American singer (1933–2020)

Joanne Beretta (November 14, 1933 – July 24, 2020) was an American cabaret singer.

== Early life ==
Beretta was born in Oakland, California, the daughter of Louis Joseph Beretta and Mary C. O'Neill Beretta. Her father was born to Italian immigrants in Canada, and her mother was born in Ireland. She graduated from Fremont High School and attended San Francisco State University, but left to begin a singing career.

== Career ==
Beretta was a cabaret singer based first in San Francisco, and for most of her career in New York. Early in her career she worked with composer John Wallowitch and singer Johnny Mathis; she was also associated with Tommy Tune and actress Kathleen Chalfant in her career. "Clubs are probably the best training anyone could possibly have," she told an interviewer in 1978. "If you can handle a nightclub audience, you can handle just about anything." Her voice in the 1970s was described as "exceptional in its purity, flexibility, control, and shading."
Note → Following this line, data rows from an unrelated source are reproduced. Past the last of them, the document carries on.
use forgebot::bot::ui_builder::{
    create_model_keyboard, create_quiz_answer_keyboard, format_quiz_feedback,
    MODEL_CALLBACK_PREFIX, QUIZ_ANSWER_PREFIX,
};
use forgebot::generation::{is_known_model, GenerationError};
use forgebot::quiz::{Epoch, QuizSessions};
use teloxide::types::{InlineKeyboardButton, InlineKeyboardButtonKind};

fn callback_data(button: &InlineKeyboardButton) -> &str {
    match &button.kind {
        InlineKeyboardButtonKind::CallbackData(data) => data,
        other => panic!("expected a callback button, got {other:?}"),
    }
}

/// Every model button must round-trip through the callback handler's
/// parsing: strip the prefix, land on a catalog model.
#[test]
fn test_model_keyboard_payloads_parse_back() {
    let keyboard = create_model_keyboard();

    for button in keyboard.inline_keyboard.iter().flatten() {
        let data = callback_data(button);
        let key = data
            .strip_prefix(MODEL_CALLBACK_PREFIX)
            .unwrap_or_else(|| panic!("payload {data} missing model prefix"));
        assert!(is_known_model(key), "payload {data} names an unknown model");
    }
}

/// Every quiz answer button must parse back into an epoch.
#[test]
fn test_quiz_keyboard_payloads_parse_back() {
    let keyboard = create_quiz_answer_keyboard();

    let answer_buttons: Vec<&InlineKeyboardButton> = keyboard
        .inline_keyboard
        .iter()
        .flatten()
        .filter(|b| callback_data(b).starts_with(QUIZ_ANSWER_PREFIX))
        .collect();

    assert_eq!(answer_buttons.len(), Epoch::ALL.len());

    for button in answer_buttons {
        let key = callback_data(button)
            .strip_prefix(QUIZ_ANSWER_PREFIX)
            .unwrap();
        assert!(Epoch::from_key(key).is_some());
    }
}

/// The answer-checking branches of the quiz, driven through the session
/// store: answering with the posed epoch yields the correct branch,
/// every other epoch yields the incorrect branch naming the posed
/// epoch's label.
#[test]
fn test_quiz_answer_branches() {
    let sessions = QuizSessions::default();
    sessions.pose(12345, Epoch::Tsardom);

    let posed = sessions.posed(12345).expect("question was just posed");

    for candidate in Epoch::ALL {
        let feedback = format_quiz_feedback(candidate, posed);
        if candidate == posed {
            assert!(feedback.starts_with("Correct!"));
        } else {
            assert!(!feedback.starts_with("Correct!"));
            assert!(feedback.contains(posed.label()));
            assert!(!feedback.contains(candidate.label()));
        }
    }
}

/// A stale double-tap re-checks against the same epoch: answering does
/// not consume the posed question until the next one overwrites it.
#[test]
fn test_quiz_answer_is_idempotent() {
    let sessions = QuizSessions::default();
    sessions.pose(12345, Epoch::Bloomery);

    assert_eq!(sessions.posed(12345), Some(Epoch::Bloomery));
    assert_eq!(sessions.posed(12345), Some(Epoch::Bloomery));

    sessions.pose(12345, Epoch::Imperial);
    assert_eq!(sessions.posed(12345), Some(Epoch::Imperial));
}

/// Two users running full quiz cycles concurrently never see each
/// other's posed question.
#[tokio::test]
async fn test_concurrent_quiz_cycles_stay_isolated() {
    let sessions = std::sync::Arc::new(QuizSessions::default());

    let a = {
        let sessions = std::sync::Arc::clone(&sessions);
        tokio::spawn(async move {
            for _ in 0..50 {
                sessions.pose(111, Epoch::Muscovite);
                assert_eq!(sessions.posed(111), Some(Epoch::Muscovite));
                tokio::task::yield_now().await;
            }
        })
    };
    let b = {
        let sessions = std::sync::Arc::clone(&sessions);
        tokio::spawn(async move {
            for _ in 0..50 {
                sessions.pose(222, Epoch::Imperial);
                assert_eq!(sessions.posed(222), Some(Epoch::Imperial));
                tokio::task::yield_now().await;
            }
        })
    };

    a.await.unwrap();
    b.await.unwrap();

    assert_eq!(sessions.posed(111), Some(Epoch::Muscovite));
    assert_eq!(sessions.posed(222), Some(Epoch::Imperial));
}

/// Error display strings distinguish the failure reasons handlers and
/// logs rely on.
#[test]
fn test_generation_error_formatting() {
    assert_eq!(
        format!("{}", GenerationError::Timeout),
        "Generation request timed out"
    );
    assert!(format!("{}", GenerationError::Network("refused".to_string()))
        .contains("refused"));
    assert!(format!("{}", GenerationError::Parse("bad json".to_string()))
        .contains("bad json"));
}
use anyhow::Result;
use forgebot::db::{ensure_user, get_preference, init_database_schema, set_preference, UserField};
use rusqlite::Connection;
use tempfile::NamedTempFile;

fn setup_test_db() -> Result<(Connection, NamedTempFile)> {
    let temp_file = NamedTempFile::new()?;
    let conn = Connection::open(temp_file.path())?;
    init_database_schema(&conn)?;
    Ok((conn, temp_file))
}

/// Schema creation must be idempotent: reopening an existing database
/// and initializing again must not fail or drop data.
#[test]
fn test_schema_init_is_idempotent() -> Result<()> {
    let (conn, temp_file) = setup_test_db()?;

    ensure_user(&conn, 12345, Some("smith"), Some("John"))?;
    set_preference(&conn, 12345, UserField::Model, "flux-3d")?;
    drop(conn);

    let conn = Connection::open(temp_file.path())?;
    init_database_schema(&conn)?;

    assert_eq!(get_preference(&conn, 12345, UserField::Model)?, "flux-3d");

    Ok(())
}

/// Full preference lifecycle of a single user, the way a chat session
/// drives it: first contact, default read, selection, repeat contact.
#[test]
fn test_preference_lifecycle() -> Result<()> {
    let (conn, _temp_file) = setup_test_db()?;

    // First contact creates the row with the default model.
    ensure_user(&conn, 12345, Some("smith"), Some("John"))?;
    assert_eq!(get_preference(&conn, 12345, UserField::Model)?, "flux");

    // Picking a model sticks.
    set_preference(&conn, 12345, UserField::Model, "stability-ai")?;
    assert_eq!(
        get_preference(&conn, 12345, UserField::Model)?,
        "stability-ai"
    );

    // Later contacts never reset the selection or the identity fields.
    ensure_user(&conn, 12345, Some("other"), Some("Jane"))?;
    assert_eq!(
        get_preference(&conn, 12345, UserField::Model)?,
        "stability-ai"
    );

    Ok(())
}

/// Interleaved writes for two users must never cross: each user's model
/// field only reflects their own updates.
#[test]
fn test_interleaved_users_do_not_cross_write() -> Result<()> {
    let (conn, _temp_file) = setup_test_db()?;

    ensure_user(&conn, 111, Some("first"), None)?;
    ensure_user(&conn, 222, Some("second"), None)?;

    set_preference(&conn, 111, UserField::Model, "flux-pro")?;
    set_preference(&conn, 222, UserField::Model, "Pixart")?;
    set_preference(&conn, 111, UserField::Model, "flux-realism")?;

    assert_eq!(get_preference(&conn, 111, UserField::Model)?, "flux-realism");
    assert_eq!(get_preference(&conn, 222, UserField::Model)?, "Pixart");

    Ok(())
}
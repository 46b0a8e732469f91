//! Page Ball - roll a ball around a web page and bump into content cards
//!
//! Core modules:
//! - `sim`: Ball physics (fixed step integrator, AABB collision against page surfaces)
//! - `catalog`: Registry of collidable page surfaces, measured fresh every frame
//! - `game`: Activation lifecycle, keyboard input, auto-scroll and card triggers
//! - `settings`: Data-driven tuning, persisted like any other preference
//! - `platform`: Host bindings (headless page for tests/native, DOM on wasm)

pub mod catalog;
pub mod game;
pub mod platform;
pub mod settings;
pub mod sim;

pub use catalog::{SurfaceCatalog, SurfaceHandle};
pub use game::{Game, GameEvent, HostEffects, Scheduler, Timer};
pub use settings::Settings;

/// Game configuration constants
pub mod consts {
    /// Ball radius in CSS pixels
    pub const BALL_RADIUS: f32 = 10.0;
    /// Constant vertical acceleration per tick (supported, off by default)
    pub const GRAVITY: f32 = 0.0;
    /// Velocity retained per tick on both axes
    pub const FRICTION: f32 = 0.97;
    /// Velocity retained (and inverted) on a bounce
    pub const BOUNCE_FACTOR: f32 = 0.5;
    /// Velocity added per tick per held direction
    pub const MOVE_ACCEL: f32 = 0.45;
    /// Per-axis speed caps (pixels per tick)
    pub const MAX_VX: f32 = 7.0;
    pub const MAX_VY: f32 = 7.0;
    /// Below this speed a collision stops the ball instead of bouncing it
    pub const MIN_BOUNCE_VEL: f32 = 0.4;
    /// Velocity components under this are snapped to zero
    pub const DRIFT_EPSILON: f32 = 0.05;
    /// Vertical speed under which a top contact counts as resting
    pub const GROUNDED_SPEED: f32 = 2.0;

    /// Auto-scroll dead zone, as fractions of viewport height
    pub const SCROLL_MARGIN_TOP: f32 = 0.3;
    pub const SCROLL_MARGIN_BOTTOM: f32 = 0.3;
    /// Auto-scroll speed at the viewport edge (pixels per frame)
    pub const MAX_SCROLL_SPEED: f32 = 8.0;

    /// Smooth scrolling stays enabled this long after centering on a card
    pub const SMOOTH_SCROLL_RESTORE_MS: u32 = 600;
    /// Card highlight auto-clears after this long
    pub const HIGHLIGHT_CLEAR_MS: u32 = 1500;
}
On stage, Beretta appeared in New Faces of 1962, Three Cheers for the Tired Businessman (1963), The Threepenny Opera, Little Mary Sunshine, The Skin of Our Teeth, and A Funny Thing Happened on the Way to the Forum (1965). Beretta recorded a live album, Joanne Beretta Sings at the Madeira Club (1967). She won an Obie Award for her portrayal of a male character in The Club (1976), and she sang a leading role in Doc and Lola (1978), directed by her husband, Rocco Bufano. She stopped performing in 1978, and turned full-time to design work. She made a return to the microphone in 2006, and recorded a comeback album, Love Life (2006), with pianist Franklin Roosevelt Underwood and bassist John Beal as her accompanists.

== Personal life ==
Beretta married writer and director Rocco Bufano in 1958; they separated but were still married when he died in 1989. She died after a fall in July 2020, aged 86 years, in New York. She was included in the Episcopal Actors' Guild's annual memorial list.